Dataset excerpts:
────────────────

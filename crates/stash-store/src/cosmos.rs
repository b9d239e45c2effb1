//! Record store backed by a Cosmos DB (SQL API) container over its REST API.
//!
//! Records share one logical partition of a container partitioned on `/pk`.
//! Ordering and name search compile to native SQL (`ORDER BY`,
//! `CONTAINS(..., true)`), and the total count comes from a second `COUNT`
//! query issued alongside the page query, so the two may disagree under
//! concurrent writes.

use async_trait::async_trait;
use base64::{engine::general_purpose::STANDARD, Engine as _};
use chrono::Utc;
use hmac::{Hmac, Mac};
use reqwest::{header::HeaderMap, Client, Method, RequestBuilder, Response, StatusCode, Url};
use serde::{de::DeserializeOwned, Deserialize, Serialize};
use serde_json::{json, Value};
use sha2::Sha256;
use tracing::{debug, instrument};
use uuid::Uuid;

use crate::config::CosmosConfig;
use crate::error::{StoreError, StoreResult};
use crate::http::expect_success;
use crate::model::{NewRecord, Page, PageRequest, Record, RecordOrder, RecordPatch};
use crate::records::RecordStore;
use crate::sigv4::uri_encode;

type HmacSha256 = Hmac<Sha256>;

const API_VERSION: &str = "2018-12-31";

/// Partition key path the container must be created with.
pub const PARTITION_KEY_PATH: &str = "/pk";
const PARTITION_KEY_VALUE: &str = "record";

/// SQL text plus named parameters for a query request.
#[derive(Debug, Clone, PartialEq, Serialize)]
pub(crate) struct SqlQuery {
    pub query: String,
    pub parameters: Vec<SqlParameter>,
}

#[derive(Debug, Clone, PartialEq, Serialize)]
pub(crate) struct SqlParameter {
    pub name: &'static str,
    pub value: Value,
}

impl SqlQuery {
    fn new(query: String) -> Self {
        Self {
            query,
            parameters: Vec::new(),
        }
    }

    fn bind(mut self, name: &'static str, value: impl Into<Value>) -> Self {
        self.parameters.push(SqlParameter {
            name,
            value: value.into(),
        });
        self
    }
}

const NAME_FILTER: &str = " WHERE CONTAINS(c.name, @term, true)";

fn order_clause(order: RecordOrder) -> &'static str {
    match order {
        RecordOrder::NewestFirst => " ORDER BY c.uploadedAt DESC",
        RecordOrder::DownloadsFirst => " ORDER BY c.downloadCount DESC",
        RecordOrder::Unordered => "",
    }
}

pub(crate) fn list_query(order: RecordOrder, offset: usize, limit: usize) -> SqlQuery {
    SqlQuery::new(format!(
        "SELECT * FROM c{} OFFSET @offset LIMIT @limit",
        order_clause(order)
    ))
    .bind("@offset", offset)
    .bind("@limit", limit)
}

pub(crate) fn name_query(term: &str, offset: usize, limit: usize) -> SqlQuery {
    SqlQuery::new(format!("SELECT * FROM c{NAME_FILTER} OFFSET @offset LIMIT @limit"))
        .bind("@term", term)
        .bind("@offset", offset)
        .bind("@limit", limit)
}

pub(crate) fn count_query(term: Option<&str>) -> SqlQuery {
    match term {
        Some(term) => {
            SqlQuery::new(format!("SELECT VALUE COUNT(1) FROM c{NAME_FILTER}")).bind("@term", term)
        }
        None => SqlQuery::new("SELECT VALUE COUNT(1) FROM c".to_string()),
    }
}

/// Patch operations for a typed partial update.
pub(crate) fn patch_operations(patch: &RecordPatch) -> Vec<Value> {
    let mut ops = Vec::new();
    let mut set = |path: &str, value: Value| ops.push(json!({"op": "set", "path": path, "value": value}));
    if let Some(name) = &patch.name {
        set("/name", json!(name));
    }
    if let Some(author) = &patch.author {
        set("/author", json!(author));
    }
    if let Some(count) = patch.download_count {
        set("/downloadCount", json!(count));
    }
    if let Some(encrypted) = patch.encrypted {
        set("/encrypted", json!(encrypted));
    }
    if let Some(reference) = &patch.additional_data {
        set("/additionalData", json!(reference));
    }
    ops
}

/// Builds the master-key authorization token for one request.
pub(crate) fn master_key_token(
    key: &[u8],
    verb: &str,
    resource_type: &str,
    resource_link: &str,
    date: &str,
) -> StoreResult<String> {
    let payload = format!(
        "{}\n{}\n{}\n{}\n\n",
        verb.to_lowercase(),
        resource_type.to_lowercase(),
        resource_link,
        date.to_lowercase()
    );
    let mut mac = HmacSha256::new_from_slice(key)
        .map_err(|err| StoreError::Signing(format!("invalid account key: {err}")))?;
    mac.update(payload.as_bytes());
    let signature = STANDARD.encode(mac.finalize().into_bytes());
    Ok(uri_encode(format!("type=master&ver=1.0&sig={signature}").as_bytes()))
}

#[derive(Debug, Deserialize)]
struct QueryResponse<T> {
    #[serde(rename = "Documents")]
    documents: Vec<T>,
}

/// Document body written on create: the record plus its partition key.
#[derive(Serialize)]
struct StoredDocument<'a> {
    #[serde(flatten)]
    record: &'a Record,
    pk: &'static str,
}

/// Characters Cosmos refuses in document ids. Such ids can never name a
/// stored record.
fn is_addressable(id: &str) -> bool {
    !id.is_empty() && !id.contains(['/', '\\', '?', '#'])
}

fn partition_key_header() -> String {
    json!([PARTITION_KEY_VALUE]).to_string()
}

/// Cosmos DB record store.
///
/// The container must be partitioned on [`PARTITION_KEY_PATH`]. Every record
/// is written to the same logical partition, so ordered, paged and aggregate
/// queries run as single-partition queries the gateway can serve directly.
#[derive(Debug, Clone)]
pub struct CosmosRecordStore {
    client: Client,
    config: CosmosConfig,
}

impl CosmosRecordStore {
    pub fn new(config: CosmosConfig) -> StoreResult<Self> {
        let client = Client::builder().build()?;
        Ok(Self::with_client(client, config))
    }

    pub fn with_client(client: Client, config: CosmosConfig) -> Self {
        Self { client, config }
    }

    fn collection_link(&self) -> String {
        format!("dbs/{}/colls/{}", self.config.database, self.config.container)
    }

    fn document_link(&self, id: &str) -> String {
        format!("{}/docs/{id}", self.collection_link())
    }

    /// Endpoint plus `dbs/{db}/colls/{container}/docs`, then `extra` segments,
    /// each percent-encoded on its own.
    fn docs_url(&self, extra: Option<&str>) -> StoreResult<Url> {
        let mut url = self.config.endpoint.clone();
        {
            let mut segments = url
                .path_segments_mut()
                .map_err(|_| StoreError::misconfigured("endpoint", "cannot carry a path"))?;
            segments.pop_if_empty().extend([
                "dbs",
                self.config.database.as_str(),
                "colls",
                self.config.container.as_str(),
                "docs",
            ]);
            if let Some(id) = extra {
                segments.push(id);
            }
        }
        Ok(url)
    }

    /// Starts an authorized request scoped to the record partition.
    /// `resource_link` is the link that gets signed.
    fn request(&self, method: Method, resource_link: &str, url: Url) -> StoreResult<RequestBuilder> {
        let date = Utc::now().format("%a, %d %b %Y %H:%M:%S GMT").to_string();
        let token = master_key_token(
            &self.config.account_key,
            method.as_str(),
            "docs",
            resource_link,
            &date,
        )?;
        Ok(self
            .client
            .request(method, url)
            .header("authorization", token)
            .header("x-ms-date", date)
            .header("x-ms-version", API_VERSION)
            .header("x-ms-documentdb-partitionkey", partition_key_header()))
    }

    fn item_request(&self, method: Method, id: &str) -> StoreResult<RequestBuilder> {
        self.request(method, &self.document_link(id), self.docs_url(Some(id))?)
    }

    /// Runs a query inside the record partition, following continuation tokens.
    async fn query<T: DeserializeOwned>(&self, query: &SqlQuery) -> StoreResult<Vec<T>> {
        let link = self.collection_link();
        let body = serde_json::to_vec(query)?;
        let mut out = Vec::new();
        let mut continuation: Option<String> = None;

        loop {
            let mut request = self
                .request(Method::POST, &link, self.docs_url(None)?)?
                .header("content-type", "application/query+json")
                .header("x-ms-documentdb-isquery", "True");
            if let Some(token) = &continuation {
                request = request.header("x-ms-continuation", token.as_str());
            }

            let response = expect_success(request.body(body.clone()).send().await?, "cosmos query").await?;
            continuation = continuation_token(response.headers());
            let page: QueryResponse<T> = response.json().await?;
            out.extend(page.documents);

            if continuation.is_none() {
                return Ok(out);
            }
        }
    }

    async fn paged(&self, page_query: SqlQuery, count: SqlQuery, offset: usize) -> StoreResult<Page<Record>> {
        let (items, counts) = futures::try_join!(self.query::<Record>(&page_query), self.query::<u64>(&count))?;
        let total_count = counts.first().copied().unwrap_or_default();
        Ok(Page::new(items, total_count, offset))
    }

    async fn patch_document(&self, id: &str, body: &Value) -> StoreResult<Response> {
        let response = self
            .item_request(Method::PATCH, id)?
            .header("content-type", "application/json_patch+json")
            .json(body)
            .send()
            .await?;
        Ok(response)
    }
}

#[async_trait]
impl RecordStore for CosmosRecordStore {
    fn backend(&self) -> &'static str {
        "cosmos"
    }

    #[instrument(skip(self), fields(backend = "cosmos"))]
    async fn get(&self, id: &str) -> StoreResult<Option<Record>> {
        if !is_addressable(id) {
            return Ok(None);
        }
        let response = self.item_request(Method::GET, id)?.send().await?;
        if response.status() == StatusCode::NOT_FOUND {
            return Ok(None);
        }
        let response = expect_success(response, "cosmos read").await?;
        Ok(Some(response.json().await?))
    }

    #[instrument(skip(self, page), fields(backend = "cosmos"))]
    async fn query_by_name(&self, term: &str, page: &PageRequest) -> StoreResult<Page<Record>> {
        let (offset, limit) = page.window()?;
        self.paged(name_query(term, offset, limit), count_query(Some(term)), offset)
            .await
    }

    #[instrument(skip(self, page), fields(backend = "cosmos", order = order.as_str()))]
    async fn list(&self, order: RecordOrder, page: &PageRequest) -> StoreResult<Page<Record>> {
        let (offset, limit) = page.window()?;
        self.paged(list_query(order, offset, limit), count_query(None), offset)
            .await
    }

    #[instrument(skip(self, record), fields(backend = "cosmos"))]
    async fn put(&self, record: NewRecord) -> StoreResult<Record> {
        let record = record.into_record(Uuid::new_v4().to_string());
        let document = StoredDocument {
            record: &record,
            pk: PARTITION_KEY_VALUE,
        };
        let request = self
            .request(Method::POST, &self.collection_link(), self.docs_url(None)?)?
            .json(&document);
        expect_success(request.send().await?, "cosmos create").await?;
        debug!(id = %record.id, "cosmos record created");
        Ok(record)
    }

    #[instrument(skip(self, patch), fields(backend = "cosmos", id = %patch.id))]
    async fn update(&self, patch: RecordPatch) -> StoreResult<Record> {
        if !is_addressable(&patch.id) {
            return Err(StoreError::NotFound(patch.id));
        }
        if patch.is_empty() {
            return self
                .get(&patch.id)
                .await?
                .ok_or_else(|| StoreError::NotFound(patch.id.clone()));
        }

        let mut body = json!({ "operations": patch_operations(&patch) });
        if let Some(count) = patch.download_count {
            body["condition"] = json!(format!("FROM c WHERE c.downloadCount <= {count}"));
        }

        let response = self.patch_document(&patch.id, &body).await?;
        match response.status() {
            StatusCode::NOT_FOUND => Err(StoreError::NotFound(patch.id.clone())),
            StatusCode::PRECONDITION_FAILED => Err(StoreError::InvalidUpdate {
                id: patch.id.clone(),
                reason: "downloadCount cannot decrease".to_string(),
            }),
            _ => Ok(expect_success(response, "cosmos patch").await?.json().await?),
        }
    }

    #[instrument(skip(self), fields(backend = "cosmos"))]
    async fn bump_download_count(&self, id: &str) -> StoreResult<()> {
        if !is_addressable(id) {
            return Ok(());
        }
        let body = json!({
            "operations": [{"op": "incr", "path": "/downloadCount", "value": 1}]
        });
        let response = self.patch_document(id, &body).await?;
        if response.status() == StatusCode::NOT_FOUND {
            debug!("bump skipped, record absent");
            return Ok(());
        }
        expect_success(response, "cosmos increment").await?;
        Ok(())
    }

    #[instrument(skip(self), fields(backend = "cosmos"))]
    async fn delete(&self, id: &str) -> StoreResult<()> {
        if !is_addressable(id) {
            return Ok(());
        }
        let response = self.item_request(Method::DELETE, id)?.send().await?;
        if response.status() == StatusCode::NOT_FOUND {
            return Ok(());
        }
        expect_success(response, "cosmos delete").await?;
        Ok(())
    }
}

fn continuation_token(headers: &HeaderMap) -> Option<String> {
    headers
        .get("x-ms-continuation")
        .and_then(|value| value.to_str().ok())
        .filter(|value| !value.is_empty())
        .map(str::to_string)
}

────────────────

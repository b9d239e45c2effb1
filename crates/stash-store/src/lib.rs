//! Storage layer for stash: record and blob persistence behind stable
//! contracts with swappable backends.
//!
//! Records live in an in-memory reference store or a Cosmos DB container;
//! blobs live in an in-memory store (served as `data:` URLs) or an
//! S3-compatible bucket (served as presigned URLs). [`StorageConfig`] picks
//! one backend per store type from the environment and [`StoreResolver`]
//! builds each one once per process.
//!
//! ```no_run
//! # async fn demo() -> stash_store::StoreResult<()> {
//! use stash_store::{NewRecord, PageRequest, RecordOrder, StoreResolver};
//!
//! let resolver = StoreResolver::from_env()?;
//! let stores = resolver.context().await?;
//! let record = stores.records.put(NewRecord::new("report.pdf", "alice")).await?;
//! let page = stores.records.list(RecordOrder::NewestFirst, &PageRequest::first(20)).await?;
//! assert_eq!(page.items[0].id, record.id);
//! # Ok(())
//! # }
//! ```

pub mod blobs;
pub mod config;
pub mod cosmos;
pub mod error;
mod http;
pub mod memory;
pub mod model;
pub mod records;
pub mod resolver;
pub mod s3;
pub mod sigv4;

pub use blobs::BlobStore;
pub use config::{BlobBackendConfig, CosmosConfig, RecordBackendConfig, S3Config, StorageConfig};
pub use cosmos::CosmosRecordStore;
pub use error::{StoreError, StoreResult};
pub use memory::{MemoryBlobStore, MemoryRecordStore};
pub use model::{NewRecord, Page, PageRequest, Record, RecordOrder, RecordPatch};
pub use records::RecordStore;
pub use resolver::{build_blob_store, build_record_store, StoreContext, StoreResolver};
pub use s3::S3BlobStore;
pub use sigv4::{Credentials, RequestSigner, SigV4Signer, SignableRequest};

────────────────

Task description: Look for the string "DeserializeOwned" in the data above and return every line that has it.

Exercise solution:
use serde::{de::DeserializeOwned, Deserialize, Serialize};
    async fn query<T: DeserializeOwned>(&self, query: &SqlQuery) -> StoreResult<Vec<T>> {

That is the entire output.